By my calculations, that suggests the company achieved $6.13 per tonne of poultry sold in the New Zealand market, down from $6.30 in the same period last year. It also sold each tonne of exported poultry for $6.18, down from $6.34 in the prior corresponding period. Thus, its gross profit declined 3.9%, with gross margin now at 23.2% — down from 25.1% in the same period last year.
You can see my calculations below:
Indeed, in today's update, Tegel noted it has enjoyed continued growth from customers in Dubai and new customers won in the Philippines. It also said "recent developments allow a wider range of Tegel products to be exported to Australia," which is likely another one of the factors dragging on Inghams' shares today.
Although Inghams didn't include Tegel's Australian market share when it prepared its prospectus (see below), the threat of Tegel expanding in Australia may be a concern for shareholders nonetheless.
What's more, the fact that Tegel was forced to reduce its prices suggests Inghams may have to become more competitive with its own pricing, which could impact both its top line and bottom line results. In fact, Inghams has already said that a 1% decrease in its average selling price could wipe close to $17 million off its profit, equating to around 17% of the pro forma net profit it forecast for the 2017 financial year.
Inghams Group first listed its shares on the ASX in November this year for a price of $3.15.
Should you worry?
Inghams believes it has the ability to significantly improve its operating efficiencies to continue growing its bottom line. Growth in chicken consumption could also continue, together with a long-term shift towards higher levels of processing to help the shares climb over time, but it isn't without risks.

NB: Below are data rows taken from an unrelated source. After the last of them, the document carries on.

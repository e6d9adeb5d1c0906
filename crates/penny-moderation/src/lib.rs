//! Spam-feed moderation for Penny.
//!
//! A report forwarded into the spam-feed channel is resolved back to the
//! original post, scored against a few cheap heuristics, and either removed
//! or answered with a warning. [`Moderator`] drives one event end to end.

mod channel_join;
mod config;
mod moderator;
mod scoring;

pub use channel_join::join_spam_feed_channel;
pub use config::{non_empty, AnomalyWeights, ModerationConfig, ModerationTexts};
pub use moderator::{
    IgnoreReason, ModerationOutcome, ModerationReport, Moderator, BOT_MESSAGE_SUBTYPE,
    REACJI_CHANNELER_USERNAME,
};
pub use scoring::{AnomalyScore, AnomalyScorer, AnomalySignal, ModerationDecision, ScoringError};
impl Moderator {
    pub fn new(
        config: Arc<ModerationConfig>,
        bot: Arc<dyn SlackApi>,
        user: Arc<dyn SlackApi>,
        bot_user_id: impl Into<String>,
    ) -> Self {
        Self {
            config,
            bot,
            user,
            bot_user_id: bot_user_id.into(),
        }
    }

    pub fn config(&self) -> &ModerationConfig {
        &self.config
    }

    pub async fn handle_message(&self, event: &MessageEvent) -> ModerationOutcome {
        let mut run = EventRun::new(event);
        let mut state = ModerationState::INITIAL;
        loop {
            tracing::trace!(
                state = state.as_str(),
                channel = %event.channel,
                ts = %event.ts,
                "spam-feed step"
            );
            match self.step(state, &mut run).await {
                Transition::Finish(outcome) => {
                    tracing::debug!(
                        state = state.as_str(),
                        channel = %event.channel,
                        ts = %event.ts,
                        outcome = ?outcome,
                        "spam-feed event finished early"
                    );
                    return outcome;
                }
                Transition::Continue => match state.successor() {
                    Some(next) => state = next,
                    None => {
                        let report = run.into_report(self.config.max_anomaly_score);
                        tracing::info!(
                            channel = %event.channel,
                            ts = %event.ts,
                            score = report.score.total(),
                            threshold = report.threshold,
                            removed = report.removed,
                            "spam-feed report moderated"
                        );
                        return ModerationOutcome::Moderated(report);
                    }
                },
            }
        }
    }

    async fn step(&self, state: ModerationState, run: &mut EventRun<'_>) -> Transition {
        match state {
            ModerationState::Filter => self.filter(run.event),
            ModerationState::ChannelCheck => self.check_channel(run.event).await,
            ModerationState::ResolveSpamFeed => self.resolve_spam_feed(run).await,
            ModerationState::ExtractReported => self.extract_reported(run).await,
            ModerationState::ResolveOriginal => self.resolve_original(run).await,
            ModerationState::AcknowledgeReporters => self.acknowledge_reporters(run).await,
            ModerationState::SelfReportGuard => self.guard_self_report(run).await,
            ModerationState::Score => self.score(run).await,
            ModerationState::Decide => self.decide(run).await,
            ModerationState::Feedback => self.add_feedback(run).await,
            ModerationState::DebugTrail => self.post_debug_trail(run).await,
        }
    }

    fn filter(&self, event: &MessageEvent) -> Transition {
        let forwarded = event.subtype.as_deref() == Some(BOT_MESSAGE_SUBTYPE)
            || event.username.as_deref() == Some(REACJI_CHANNELER_USERNAME);
        if forwarded {
            Transition::Continue
        } else {
            Transition::Finish(ModerationOutcome::Ignored(IgnoreReason::NotForwardedReport))
        }
    }

    async fn check_channel(&self, event: &MessageEvent) -> Transition {
        let channel = match self.bot.conversation_info(&event.channel).await {
            Ok(channel) => channel,
            Err(error) => {
                tracing::warn!(channel = %event.channel, error = %error, "channel lookup failed");
                return Transition::Finish(ModerationOutcome::Ignored(
                    IgnoreReason::ChannelLookupFailed,
                ));
            }
        };
        if !channel
            .name_normalized
            .eq_ignore_ascii_case(&self.config.spam_feed_channel)
        {
            return Transition::Finish(ModerationOutcome::Ignored(IgnoreReason::OtherChannel));
        }
        Transition::Continue
    }

    async fn resolve_spam_feed(&self, run: &mut EventRun<'_>) -> Transition {
        match resolve_message(self.bot.as_ref(), &run.spam_feed_ref()).await {
            Ok(message) => {
                run.spam_feed = Some(message);
                Transition::Continue
            }
            Err(error) => {
                tracing::warn!(
                    channel = %run.event.channel,
                    ts = %run.event.ts,
                    error = %error,
                    "could not resolve the spam-feed message"
                );
                Transition::Finish(ModerationOutcome::Ignored(
                    IgnoreReason::SpamFeedMessageUnresolved,
                ))
            }
        }
    }

    async fn extract_reported(&self, run: &mut EventRun<'_>) -> Transition {
        let parsed = match parse_permalink(&run.event.text) {
            Ok(parsed) => parsed,
            Err(error) => {
                tracing::warn!(channel = %run.event.channel, error = %error, "malformed permalink");
                self.reply_to_spam_feed(run, &self.config.texts.malformed_permalink)
                    .await;
                return Transition::Finish(ModerationOutcome::MalformedPermalink);
            }
        };
        if parsed.is_threaded_reply {
            self.reply_to_spam_feed(run, &self.config.texts.threaded_reply_unsupported)
                .await;
            return Transition::Finish(ModerationOutcome::ThreadedReplyUnsupported);
        }
        run.reported = Some(parsed.message);
        Transition::Continue
    }

    async fn resolve_original(&self, run: &mut EventRun<'_>) -> Transition {
        let Some(reported) = run.reported.as_ref() else {
            return Transition::Continue;
        };
        match resolve_message(self.bot.as_ref(), reported).await {
            Ok(message) => run.original = Some(message),
            Err(error) => {
                tracing::warn!(
                    channel = %reported.channel,
                    ts = %reported.ts,
                    error = %error,
                    "could not resolve the reported message"
                );
                self.reply_to_spam_feed(run, &self.config.texts.original_unavailable)
                    .await;
            }
        }
        Transition::Continue
    }

    async fn acknowledge_reporters(&self, run: &mut EventRun<'_>) -> Transition {
        let reporters = run
            .original
            .as_ref()
            .map(|message| who_reacted_as_mentions(message, &self.config.report_emoji))
            .unwrap_or_default();
        if let Some(text) = acknowledgement(&reporters, self.config.acknowledgement.as_deref()) {
            self.reply_to_spam_feed(run, &text).await;
        }
        Transition::Continue
    }

    async fn guard_self_report(&self, run: &mut EventRun<'_>) -> Transition {
        let poster = run
            .original
            .as_ref()
            .and_then(|message| message.user.as_deref());
        if self.bot_user_id.is_empty() || poster != Some(self.bot_user_id.as_str()) {
            return Transition::Continue;
        }
        self.reply_to_spam_feed(run, &self.config.texts.self_report).await;
        Transition::Finish(ModerationOutcome::SelfReport)
    }

    async fn score(&self, run: &mut EventRun<'_>) -> Transition {
        let Some(reported) = run.reported.as_ref() else {
            return Transition::Continue;
        };
        let scorer = AnomalyScorer::new(&self.config);
        run.score = match scorer
            .score(reported, self.bot.as_ref(), self.user.as_ref())
            .await
        {
            Ok(score) => score,
            Err(error) => {
                tracing::warn!(
                    channel = %reported.channel,
                    ts = %reported.ts,
                    error = %error,
                    "anomaly scoring stopped at the report baseline"
                );
                error.into_partial_score()
            }
        };
        Transition::Continue
    }

    async fn decide(&self, run: &mut EventRun<'_>) -> Transition {
        run.decision =
            ModerationDecision::from_score(run.score.total(), self.config.max_anomaly_score);
        match run.decision {
            ModerationDecision::Remove => {
                run.removed = true;
                let Some(original) = run.original.as_ref() else {
                    tracing::warn!(
                        channel = %run.event.channel,
                        score = run.score.total(),
                        "score reached the removal threshold but the reported message is unavailable"
                    );
                    return Transition::Continue;
                };
                self.reply(
                    original,
                    &self.config.removal_reply(),
                    "could not reply to the reported message",
                )
                .await;
                if let Err(error) = self
                    .user
                    .delete_message(&original.channel, &original.ts)
                    .await
                {
                    tracing::warn!(
                        channel = %original.channel,
                        ts = %original.ts,
                        error = %error,
                        "could not delete the reported message"
                    );
                }
            }
            ModerationDecision::Warn => {
                if let (Some(original), Some(warning)) =
                    (run.original.as_ref(), self.config.op_warning.as_deref())
                {
                    self.reply(original, warning, "could not warn the reported poster")
                        .await;
                }
            }
        }
        Transition::Continue
    }

    async fn add_feedback(&self, run: &mut EventRun<'_>) -> Transition {
        if let Some(emoji) = self.config.feedback_emoji(run.removed) {
            let spam_feed = run.spam_feed_ref();
            if let Err(error) = self.bot.add_reaction(emoji, &spam_feed).await {
                tracing::warn!(
                    channel = %spam_feed.channel,
                    ts = %spam_feed.ts,
                    emoji,
                    error = %error,
                    "could not add the feedback reaction"
                );
            }
        }
        Transition::Continue
    }

    async fn post_debug_trail(&self, run: &mut EventRun<'_>) -> Transition {
        if let Some(text) = debug_trail(&run.score, self.config.max_anomaly_score, run.removed) {
            self.reply_to_spam_feed(run, &text).await;
        }
        Transition::Continue
    }

    async fn reply_to_spam_feed(&self, run: &EventRun<'_>, text: &str) {
        if let Some(spam_feed) = run.spam_feed.as_ref() {
            self.reply(spam_feed, text, "could not reply to the spam-feed message")
                .await;
        }
    }

    async fn reply(&self, target: &Message, text: &str, failure: &str) {
        if let Err(error) = reply_in_thread(self.bot.as_ref(), target, text).await {
            tracing::warn!(
                channel = %target.channel,
                ts = %target.ts,
                error = %error,
                "{failure}"
            );
        }
    }
}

While there is the potential for other competitors to try and steal some of Inghams' market share by selling their products at lower prices, the supermarkets themselves – in particular Woolworths Limited (ASX: WOW) and Coles, owned by Wesfarmers Ltd (ASX: WES) – could also pass on pricing pressure to suppliers such as Inghams. This has happened with other popular businesses such as Coca-Cola Amatil Ltd (ASX: CCL) in the past.
Although Tegel's update today isn't a thesis-breaker for Inghams, it is something shareholders of both companies should keep a close eye on. Perhaps Inghams' next set of earnings results will shed some more light on the situation, for those willing to wait for a better glimpse into the company's performance.